Probably, but why should that matter?

>If you limit that tool, people would simply have charges dropped

So you mean that charges that don't matter are often pressed anyway, because prosecutors have a cheat code to short circuit the long and arduous process of trial which is supposed to be long and arduous? No thanks.

If they could prosecute fewer cases, then they would pick the ones that mattered. Last time I did grand jury duty, it was 40 cases every day, most of them bullshit drug possession charges.

Or maybe, maybe they really do have so many important cases that this would become a problem. Then it should become a problem, so the public is forced to realize it must fund a more robust judicial system that can handle that high load. Either way, I do not want prosecutors using plea deals. And you shouldn't either.
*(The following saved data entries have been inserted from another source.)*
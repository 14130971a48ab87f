//! Staff records, their change history and monthly payroll.

use axum::{
    Json,
    extract::{Path, Query, State},
    http::StatusCode,
};
use rusqlite::Connection;

use dsicola_api::db;
use dsicola_api::{
    Capability, CreateFuncionarioRequest, CreateHistoricoRhRequest, FolhaQuery, FolhaResponse,
    FuncionarioQuery, FuncionarioResponse, FuncionarioStatus, GerarFolhaRequest, GerarResponse,
    HistoricoRhQuery, HistoricoRhResponse, ListResponse, TipoAlteracao,
    UpdateFuncionarioRequest, service,
};
use dsicola_core::finance::parse_referencia;
use dsicola_core::payroll::{calcular_folha, check_pagamento_folha};

use super::auth::AuthUser;
use super::{new_id, now_string, user_role};
use crate::error::ApiErr;
use crate::rows;
use crate::storage::{Db, sq_execute, sq_query_map, sq_query_opt};

fn load_funcionario(conn: &Connection, inst: &str, id: &str) -> Result<FuncionarioResponse, ApiErr> {
    sq_query_opt(conn, db::rh::get_funcionario(inst, id), rows::funcionario)
        .map_err(ApiErr::from_db("load funcionario"))?
        .ok_or_else(|| ApiErr::not_found("funcionario not found"))
}

fn load_folha(conn: &Connection, inst: &str, id: &str) -> Result<FolhaResponse, ApiErr> {
    sq_query_opt(conn, db::rh::get_folha(inst, id), rows::folha)
        .map_err(ApiErr::from_db("load folha"))?
        .ok_or_else(|| ApiErr::not_found("folha de pagamento not found"))
}

fn validate_salario(salario: i64) -> Result<i64, ApiErr> {
    if salario < 0 {
        return Err(ApiErr::bad_request("salario_base must not be negative"));
    }
    Ok(salario)
}

/// One history entry of a field change.
struct Alteracao {
    tipo: TipoAlteracao,
    descricao: &'static str,
    anterior: String,
    novo: String,
}

fn record_historico(
    conn: &Connection,
    inst: &str,
    funcionario_id: &str,
    registrado_por: &str,
    a: &Alteracao,
) -> Result<(), ApiErr> {
    sq_execute(
        conn,
        db::rh::insert_historico(
            inst,
            &db::rh::NewHistorico {
                id: &new_id(),
                funcionario_id,
                tipo_alteracao: a.tipo.as_str(),
                descricao: a.descricao,
                valor_anterior: Some(&a.anterior),
                valor_novo: Some(&a.novo),
                registrado_por,
            },
        ),
    )
    .map_err(ApiErr::from_db("insert historico rh"))?;
    Ok(())
}

// ---------------------------------------------------------------------------
// Funcionários
// ---------------------------------------------------------------------------

pub async fn create_funcionario(
    State(db): State<Db>,
    user: AuthUser,
    Json(req): Json<CreateFuncionarioRequest>,
) -> Result<(StatusCode, Json<FuncionarioResponse>), ApiErr> {
    user.require(Capability::ManageHr)?;
    let inst = user.tenant()?;
    let nome = service::validate_text("nome", &req.nome, 200)?;
    let cargo = service::validate_text("cargo", &req.cargo, 100)?;
    let departamento = service::validate_text("departamento", &req.departamento, 100)?;
    let salario_base = validate_salario(req.salario_base)?;
    let admissao = service::format_date(service::parse_date("data_admissao", &req.data_admissao)?);
    let user_id = service::optional_text(req.user_id.as_deref());

    let mut conn = db.conn();
    if let Some(uid) = &user_id {
        user_role(&conn, inst, uid)?;
    }

    let id = new_id();
    let tx = conn
        .transaction()
        .map_err(ApiErr::from_db("begin transaction"))?;
    sq_execute(
        &tx,
        db::rh::insert_funcionario(
            inst,
            &db::rh::NewFuncionario {
                id: &id,
                user_id: user_id.as_deref(),
                nome: &nome,
                cargo: &cargo,
                departamento: &departamento,
                salario_base,
                data_admissao: &admissao,
            },
        ),
    )
    .map_err(ApiErr::from_db("insert funcionario"))?;
    sq_execute(
        &tx,
        db::rh::insert_historico(
            inst,
            &db::rh::NewHistorico {
                id: &new_id(),
                funcionario_id: &id,
                tipo_alteracao: TipoAlteracao::Admissao.as_str(),
                descricao: "admissao",
                valor_anterior: None,
                valor_novo: Some(&cargo),
                registrado_por: &user.user_id,
            },
        ),
    )
    .map_err(ApiErr::from_db("insert historico rh"))?;
    tx.commit().map_err(ApiErr::from_db("commit funcionario"))?;

    tracing::info!(instituicao_id = %inst, funcionario_id = %id, "funcionario admitted");
    Ok((StatusCode::CREATED, Json(load_funcionario(&conn, inst, &id)?)))
}

pub async fn list_funcionarios(
    State(db): State<Db>,
    user: AuthUser,
    Query(q): Query<FuncionarioQuery>,
) -> Result<Json<ListResponse<FuncionarioResponse>>, ApiErr> {
    user.require(Capability::ManageHr)?;
    let inst = user.tenant()?;
    let conn = db.conn();
    let items = sq_query_map(
        &conn,
        db::rh::list_funcionarios(inst, q.status.as_ref().map(FuncionarioStatus::as_str)),
        rows::funcionario,
    )
    .map_err(ApiErr::from_db("list funcionarios"))?;
    Ok(Json(items.into()))
}

/// Apply a partial update. Every changed field leaves a history entry in
/// the same transaction.
pub async fn update_funcionario(
    State(db): State<Db>,
    user: AuthUser,
    Path(id): Path<String>,
    Json(req): Json<UpdateFuncionarioRequest>,
) -> Result<Json<FuncionarioResponse>, ApiErr> {
    user.require(Capability::ManageHr)?;
    let inst = user.tenant()?;
    let cargo = req
        .cargo
        .as_deref()
        .map(|c| service::validate_text("cargo", c, 100))
        .transpose()?;
    let departamento = req
        .departamento
        .as_deref()
        .map(|d| service::validate_text("departamento", d, 100))
        .transpose()?;
    let salario = req.salario_base.map(validate_salario).transpose()?;

    let mut conn = db.conn();
    let atual = load_funcionario(&conn, inst, &id)?;

    let mut alteracoes = Vec::new();
    if let Some(c) = cargo.as_ref().filter(|c| **c != atual.cargo) {
        alteracoes.push(Alteracao {
            tipo: TipoAlteracao::Cargo,
            descricao: "mudanca de cargo",
            anterior: atual.cargo.clone(),
            novo: c.clone(),
        });
    }
    if let Some(d) = departamento.as_ref().filter(|d| **d != atual.departamento) {
        alteracoes.push(Alteracao {
            tipo: TipoAlteracao::Departamento,
            descricao: "mudanca de departamento",
            anterior: atual.departamento.clone(),
            novo: d.clone(),
        });
    }
    if let Some(s) = salario.filter(|s| *s != atual.salario_base) {
        alteracoes.push(Alteracao {
            tipo: TipoAlteracao::Salario,
            descricao: "alteracao salarial",
            anterior: atual.salario_base.to_string(),
            novo: s.to_string(),
        });
    }
    if let Some(s) = req.status.filter(|s| *s != atual.status) {
        alteracoes.push(Alteracao {
            tipo: TipoAlteracao::Status,
            descricao: "mudanca de situacao",
            anterior: atual.status.to_string(),
            novo: s.to_string(),
        });
    }
    if alteracoes.is_empty() {
        return Ok(Json(atual));
    }

    let tx = conn
        .transaction()
        .map_err(ApiErr::from_db("begin transaction"))?;
    sq_execute(
        &tx,
        db::rh::update_funcionario(
            inst,
            &id,
            &db::rh::FuncionarioEdit {
                cargo: cargo.as_deref().unwrap_or(&atual.cargo),
                departamento: departamento.as_deref().unwrap_or(&atual.departamento),
                salario_base: salario.unwrap_or(atual.salario_base),
                status: req.status.unwrap_or(atual.status).as_str(),
            },
        ),
    )
    .map_err(ApiErr::from_db("update funcionario"))?;
    for a in &alteracoes {
        record_historico(&tx, inst, &id, &user.user_id, a)?;
    }
    tx.commit().map_err(ApiErr::from_db("commit funcionario"))?;

    tracing::info!(funcionario_id = %id, alteracoes = alteracoes.len(), "funcionario updated");
    Ok(Json(load_funcionario(&conn, inst, &id)?))
}

// ---------------------------------------------------------------------------
// Histórico
// ---------------------------------------------------------------------------

pub async fn list_historico(
    State(db): State<Db>,
    user: AuthUser,
    Query(q): Query<HistoricoRhQuery>,
) -> Result<Json<ListResponse<HistoricoRhResponse>>, ApiErr> {
    user.require(Capability::ManageHr)?;
    let inst = user.tenant()?;
    let conn = db.conn();
    let items = sq_query_map(
        &conn,
        db::rh::list_historico(inst, q.funcionario_id.as_deref()),
        rows::historico,
    )
    .map_err(ApiErr::from_db("list historico rh"))?;
    Ok(Json(items.into()))
}

/// Record an event that is not a field change (training, warning, leave).
pub async fn create_historico(
    State(db): State<Db>,
    user: AuthUser,
    Json(req): Json<CreateHistoricoRhRequest>,
) -> Result<(StatusCode, Json<HistoricoRhResponse>), ApiErr> {
    user.require(Capability::ManageHr)?;
    let inst = user.tenant()?;
    let descricao = service::validate_text("descricao", &req.descricao, 1000)?;
    let anterior = service::optional_text(req.valor_anterior.as_deref());
    let novo = service::optional_text(req.valor_novo.as_deref());

    let conn = db.conn();
    let funcionario = load_funcionario(&conn, inst, &req.funcionario_id)?;

    let id = new_id();
    sq_execute(
        &conn,
        db::rh::insert_historico(
            inst,
            &db::rh::NewHistorico {
                id: &id,
                funcionario_id: &funcionario.id,
                tipo_alteracao: req.tipo_alteracao.as_str(),
                descricao: &descricao,
                valor_anterior: anterior.as_deref(),
                valor_novo: novo.as_deref(),
                registrado_por: &user.user_id,
            },
        ),
    )
    .map_err(ApiErr::from_db("insert historico rh"))?;

    let created = sq_query_map(
        &conn,
        db::rh::list_historico(inst, Some(&funcionario.id)),
        rows::historico,
    )
    .map_err(ApiErr::from_db("load historico rh"))?
    .into_iter()
    .find(|h| h.id == id)
    .ok_or_else(|| ApiErr::internal("historico missing after insert"))?;
    Ok((StatusCode::CREATED, Json(created)))
}

// ---------------------------------------------------------------------------
// Folha de pagamento
// ---------------------------------------------------------------------------

/// Generate the payslips of a referência for every `ATIVO` employee.
/// Employees already paid for the referência are skipped.
pub async fn gerar_folhas(
    State(db): State<Db>,
    user: AuthUser,
    Json(req): Json<GerarFolhaRequest>,
) -> Result<Json<GerarResponse>, ApiErr> {
    user.require(Capability::ManageHr)?;
    let inst = user.tenant()?;
    let referencia = req.referencia.trim();
    parse_referencia(referencia)?;

    let mut conn = db.conn();
    let funcionarios = sq_query_map(
        &conn,
        db::rh::list_funcionarios(inst, Some(FuncionarioStatus::Ativo.as_str())),
        rows::funcionario,
    )
    .map_err(ApiErr::from_db("list funcionarios"))?;
    if let Some(l) = req
        .lancamentos
        .iter()
        .find(|l| !funcionarios.iter().any(|f| f.id == l.funcionario_id))
    {
        return Err(ApiErr::bad_request(format!(
            "funcionario {} is not an active employee",
            l.funcionario_id
        )));
    }

    let folhas = funcionarios
        .iter()
        .map(|f| {
            let lancamento = req
                .lancamentos
                .iter()
                .find(|l| l.funcionario_id == f.id)
                .map(|l| l.lancamento)
                .unwrap_or_default();
            calcular_folha(f.salario_base, &lancamento).map(|folha| (f.id.as_str(), folha))
        })
        .collect::<Result<Vec<_>, _>>()?;

    let tx = conn
        .transaction()
        .map_err(ApiErr::from_db("begin transaction"))?;
    let mut criadas = 0;
    for &(funcionario_id, folha) in &folhas {
        criadas += sq_execute(
            &tx,
            db::rh::insert_folha(
                inst,
                &db::rh::NewFolha {
                    id: &new_id(),
                    funcionario_id,
                    referencia,
                    salario_base: folha.salario_base,
                    subsidios: folha.subsidios,
                    descontos: folha.descontos,
                    desconto_faltas: folha.desconto_faltas,
                    inss: folha.inss,
                    valor_liquido: folha.valor_liquido,
                },
            ),
        )
        .map_err(ApiErr::from_db("insert folha"))?;
    }
    tx.commit().map_err(ApiErr::from_db("commit folhas"))?;

    let ignoradas = folhas.len() - criadas;
    tracing::info!(instituicao_id = %inst, referencia, criadas, ignoradas, "payroll generated");
    Ok(Json(GerarResponse { criadas, ignoradas }))
}

pub async fn list_folhas(
    State(db): State<Db>,
    user: AuthUser,
    Query(q): Query<FolhaQuery>,
) -> Result<Json<ListResponse<FolhaResponse>>, ApiErr> {
    user.require(Capability::ManageHr)?;
    let inst = user.tenant()?;
    let conn = db.conn();
    let items = sq_query_map(&conn, db::rh::list_folhas(inst, q.referencia.as_deref()), rows::folha)
        .map_err(ApiErr::from_db("list folhas"))?;
    Ok(Json(items.into()))
}

pub async fn pagar_folha(
    State(db): State<Db>,
    user: AuthUser,
    Path(id): Path<String>,
) -> Result<Json<FolhaResponse>, ApiErr> {
    user.require(Capability::ManageHr)?;
    let inst = user.tenant()?;

    let conn = db.conn();
    let folha = load_folha(&conn, inst, &id)?;
    check_pagamento_folha(folha.status)?;
    let now = now_string()?;
    sq_execute(&conn, db::rh::pagar_folha(inst, &id, &now))
        .map_err(ApiErr::from_db("pay folha"))?;

    tracing::info!(folha_id = %id, valor_liquido = folha.valor_liquido, "payslip paid");
    Ok(Json(load_folha(&conn, inst, &id)?))
}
>"Plea bargaining accounts for almost 98 percent of federal convictions and 95 percent of state convictions in the United States."

There was a slow day at the grand jury, and the assistant DA was talking to us jurors. Claimed that our small city had about 4000 cases per year, and only 30 or so ever went to trial. How can justice be served if that's the case? He certainly thought that he was doing justice, but some of those people were just pleading out so that they could put an end to the nonsense, and not out of any true guilt. Whether they were forced to go to trial so that they would be then compelled to assert their (true) innocence, or whether the prosecutor would just stop making up bullshit charges, we'd all be better off. He genuinely thought of trials as some sort of fun distraction instead of what it really was... the entire point of his job. It was fucked up.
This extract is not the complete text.